[THE DATA — start]

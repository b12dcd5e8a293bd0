//! UFO-backed font builder
//!
//! Outlines are imported from SVG files and kept as kurbo paths until
//! generation. A UFO is written with norad; TrueType output compiles a
//! temporary UFO with the `fontc` command line compiler.

use super::svg::import_svg_outline;
use super::{FontBuilder, FontMetrics, GlyphId, GlyphTable, OutputFormat, TableId};
use crate::core::errors::{FontIoError, ImportError};
use crate::data::ufo::save_ufo_to_path;
use kurbo::{Affine, Rect};
use std::path::Path;
use std::process::Command;
use tempfile::TempDir;
use tracing::debug;

/// A font under construction that is written as UFO or TrueType
#[derive(Debug)]
pub struct UfoFont {
    table: GlyphTable,
    family_name: String,
    closed: bool,
}

impl UfoFont {
    pub fn new(family_name: impl Into<String>) -> Self {
        Self {
            table: GlyphTable::default(),
            family_name: family_name.into(),
            closed: false,
        }
    }

    /// The glyphs built so far
    pub fn table(&self) -> &GlyphTable {
        &self.table
    }

    fn compile_ttf(&self, output_path: &Path) -> Result<(), FontIoError> {
        let compile_error = |message: String| FontIoError::Compile {
            path: output_path.to_path_buf(),
            message,
        };

        let temp_dir = TempDir::new().map_err(|source| FontIoError::Write {
            path: output_path.to_path_buf(),
            source,
        })?;
        let ufo_path = temp_dir.path().join("font.ufo");
        save_ufo_to_path(&self.table.to_norad_font(&self.family_name), &ufo_path)?;

        let output = Command::new("fontc")
            .arg("--build-dir")
            .arg(temp_dir.path().join("build"))
            .arg("--output-file")
            .arg(output_path)
            .arg(&ufo_path)
            .output()
            .map_err(|e| compile_error(format!("failed to run fontc: {e}")))?;

        if !output.status.success() {
            let stderr = String::from_utf8_lossy(&output.stderr);
            return Err(compile_error(stderr.trim().to_string()));
        }

        Ok(())
    }
}

impl FontBuilder for UfoFont {
    fn set_metrics(&mut self, metrics: FontMetrics) {
        self.table.metrics = metrics;
    }

    fn metrics(&self) -> FontMetrics {
        self.table.metrics
    }

    fn glyph(&mut self, codepoint: u32, name: &str) -> GlyphId {
        self.table.glyph(codepoint, name)
    }

    fn glyph_at(&self, codepoint: u32) -> Option<GlyphId> {
        self.table.glyph_at(codepoint)
    }

    fn import_outline(&mut self, glyph: GlyphId, resource: &Path) -> Result<(), ImportError> {
        let paths = import_svg_outline(resource, self.table.metrics.ascent)?;
        self.table.append_outline(glyph, paths);
        Ok(())
    }

    fn remove_glyph(&mut self, glyph: GlyphId) {
        self.table.remove(glyph);
    }

    fn bounding_box(&self, glyph: GlyphId) -> Option<Rect> {
        self.table.bounding_box(glyph)
    }

    fn transform(&mut self, glyph: GlyphId, matrix: Affine) {
        self.table.transform(glyph, matrix);
    }

    fn set_advance(&mut self, glyph: GlyphId, width: i64) {
        self.table.set_advance(glyph, width);
    }

    fn is_empty(&self, glyph: GlyphId) -> bool {
        self.table.get(glyph).is_none_or(|record| record.is_empty())
    }

    fn add_substitution_table(&mut self, feature: &str) -> TableId {
        self.table.add_substitution_table(feature)
    }

    fn add_ligature(&mut self, table: TableId, glyph: GlyphId, components: Vec<GlyphId>) {
        self.table.add_ligature(table, glyph, components);
    }

    fn generate(&mut self, path: &Path, format: OutputFormat) -> Result<(), FontIoError> {
        debug!("Generating {} font at {:?}", format, path);
        match format {
            OutputFormat::Ufo => {
                save_ufo_to_path(&self.table.to_norad_font(&self.family_name), path)
            }
            OutputFormat::Ttf => self.compile_ttf(path),
        }
    }

    fn close(&mut self) {
        if !self.closed {
            self.table.clear();
            self.closed = true;
            debug!("Closed font '{}'", self.family_name);
        }
    }
}
//! Per-glyph override table
//!
//! The table maps glyph names to partial parameter sets:
//!
//! ```json
//! {
//!   "back": { "code": "EA10", "halign": "left", "xmove": "12" },
//!   "wide-chart": { "scale": "over_em", "maxwidth": "em" }
//! }
//! ```
//!
//! Values may be strings or JSON numbers. Unknown keys are ignored. The whole
//! table is validated when it is loaded, so a bad entry aborts the run before
//! any icon is touched.

use super::params::{
    parse_codepoint, parse_offset, HAlign, ParamSet, PartialParams, ScalePolicy, VAlign,
    WidthBound, MAX_CODEPOINT,
};
use crate::core::errors::ConfigError;
use serde::Deserialize;
use std::collections::{BTreeMap, HashSet};
use std::fs;
use std::path::PathBuf;
use tracing::debug;

/// Where the override table comes from
#[derive(Debug, Clone, PartialEq, Eq)]
pub enum ConfigSource {
    None,
    File(PathBuf),
    Inline(String),
}

impl ConfigSource {
    /// Pick the config source; supplying both a file and inline text is an error
    pub fn from_options(
        file: Option<PathBuf>,
        text: Option<String>,
    ) -> Result<Self, ConfigError> {
        match (file, text) {
            (Some(_), Some(_)) => Err(ConfigError::ConflictingConfigSources),
            (Some(path), None) => Ok(Self::File(path)),
            (None, Some(text)) => Ok(Self::Inline(text)),
            (None, None) => Ok(Self::None),
        }
    }
}

/// A raw value as it appears in the JSON table
#[derive(Debug, Clone, Deserialize)]
#[serde(untagged)]
enum RawValue {
    Text(String),
    Number(serde_json::Number),
}

impl RawValue {
    /// Text form of the value; empty text counts as unset
    fn text(&self) -> Option<String> {
        match self {
            Self::Text(text) if text.trim().is_empty() => None,
            Self::Text(text) => Some(text.clone()),
            Self::Number(number) => Some(number.to_string()),
        }
    }
}

#[derive(Debug, Default, Deserialize)]
struct RawOverride {
    #[serde(default)]
    code: Option<RawValue>,
    #[serde(default)]
    scale: Option<RawValue>,
    #[serde(default)]
    halign: Option<RawValue>,
    #[serde(default)]
    valign: Option<RawValue>,
    #[serde(default)]
    xmove: Option<RawValue>,
    #[serde(default)]
    ymove: Option<RawValue>,
    #[serde(default)]
    minwidth: Option<RawValue>,
    #[serde(default)]
    maxwidth: Option<RawValue>,
}

impl RawOverride {
    fn validate(&self, name: &str) -> Result<PartialParams, ConfigError> {
        let text = |value: &Option<RawValue>| value.as_ref().and_then(RawValue::text);

        let code = match &self.code {
            Some(RawValue::Number(number)) => Some(
                number
                    .as_u64()
                    .filter(|value| *value <= u64::from(MAX_CODEPOINT))
                    .map(|value| value as u32)
                    .ok_or_else(|| ConfigError::InvalidCodepoint {
                        context: format!("glyph '{name}'"),
                        value: number.to_string(),
                    })?,
            ),
            other => text(other)
                .map(|value| parse_codepoint(&format!("glyph '{name}'"), &value))
                .transpose()?,
        };

        Ok(PartialParams {
            code,
            scale: text(&self.scale)
                .map(|value| value.parse::<ScalePolicy>())
                .transpose()?,
            halign: text(&self.halign)
                .map(|value| value.parse::<HAlign>())
                .transpose()?,
            valign: text(&self.valign)
                .map(|value| value.parse::<VAlign>())
                .transpose()?,
            xmove: text(&self.xmove)
                .map(|value| parse_offset("xmove", &value))
                .transpose()?,
            ymove: text(&self.ymove)
                .map(|value| parse_offset("ymove", &value))
                .transpose()?,
            minwidth: text(&self.minwidth)
                .map(|value| WidthBound::parse("minwidth", &value))
                .transpose()?,
            maxwidth: text(&self.maxwidth)
                .map(|value| WidthBound::parse("maxwidth", &value))
                .transpose()?,
        })
    }
}

/// Validated overrides keyed by glyph name
#[derive(Debug, Clone, Default)]
pub struct OverrideTable {
    entries: BTreeMap<String, PartialParams>,
}

impl OverrideTable {
    /// Load and validate the table from its source
    pub fn load(source: &ConfigSource) -> Result<Self, ConfigError> {
        match source {
            ConfigSource::None => Ok(Self::default()),
            ConfigSource::Inline(text) => Self::from_json(text),
            ConfigSource::File(path) => {
                let contents =
                    fs::read_to_string(path).map_err(|source| ConfigError::ConfigRead {
                        path: path.clone(),
                        source,
                    })?;
                debug!("Loaded glyph config from {:?}", path);
                Self::from_json(&contents)
            }
        }
    }

    /// Parse and validate a JSON override table
    pub fn from_json(text: &str) -> Result<Self, ConfigError> {
        let raw: BTreeMap<String, RawOverride> = serde_json::from_str(text)?;
        let entries = raw
            .iter()
            .map(|(name, entry)| Ok((name.clone(), entry.validate(name)?)))
            .collect::<Result<BTreeMap<_, _>, ConfigError>>()?;

        Ok(Self { entries })
    }

    pub fn get(&self, name: &str) -> Option<&PartialParams> {
        self.entries.get(name)
    }

    pub fn len(&self) -> usize {
        self.entries.len()
    }

    pub fn is_empty(&self) -> bool {
        self.entries.is_empty()
    }

    /// Merge the override for `name`, if any, onto the pipeline defaults
    pub fn resolve(&self, name: &str, defaults: &ParamSet) -> ParamSet {
        match self.get(name) {
            Some(overrides) => defaults.merged(overrides),
            None => defaults.clone(),
        }
    }

    /// Code points pinned by the given icons, checked for a pin shared by
    /// two of them. Entries naming no icon are ignored.
    pub fn pinned_codepoints<'n>(
        &self,
        icons: impl IntoIterator<Item = &'n str>,
    ) -> Result<HashSet<u32>, ConfigError> {
        let mut owners: BTreeMap<u32, &str> = BTreeMap::new();

        for name in icons {
            let Some(code) = self.entries.get(name).and_then(|params| params.code) else {
                continue;
            };
            if let Some(first) = owners.insert(code, name) {
                return Err(ConfigError::DuplicatePin {
                    codepoint: code,
                    first: first.to_string(),
                    second: name.to_string(),
                });
            }
        }

        Ok(owners.into_keys().collect())
    }
}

[THE DATA — finish]

Determine how many lines in the data above contain the string "ymove". Give nothing except the number.

3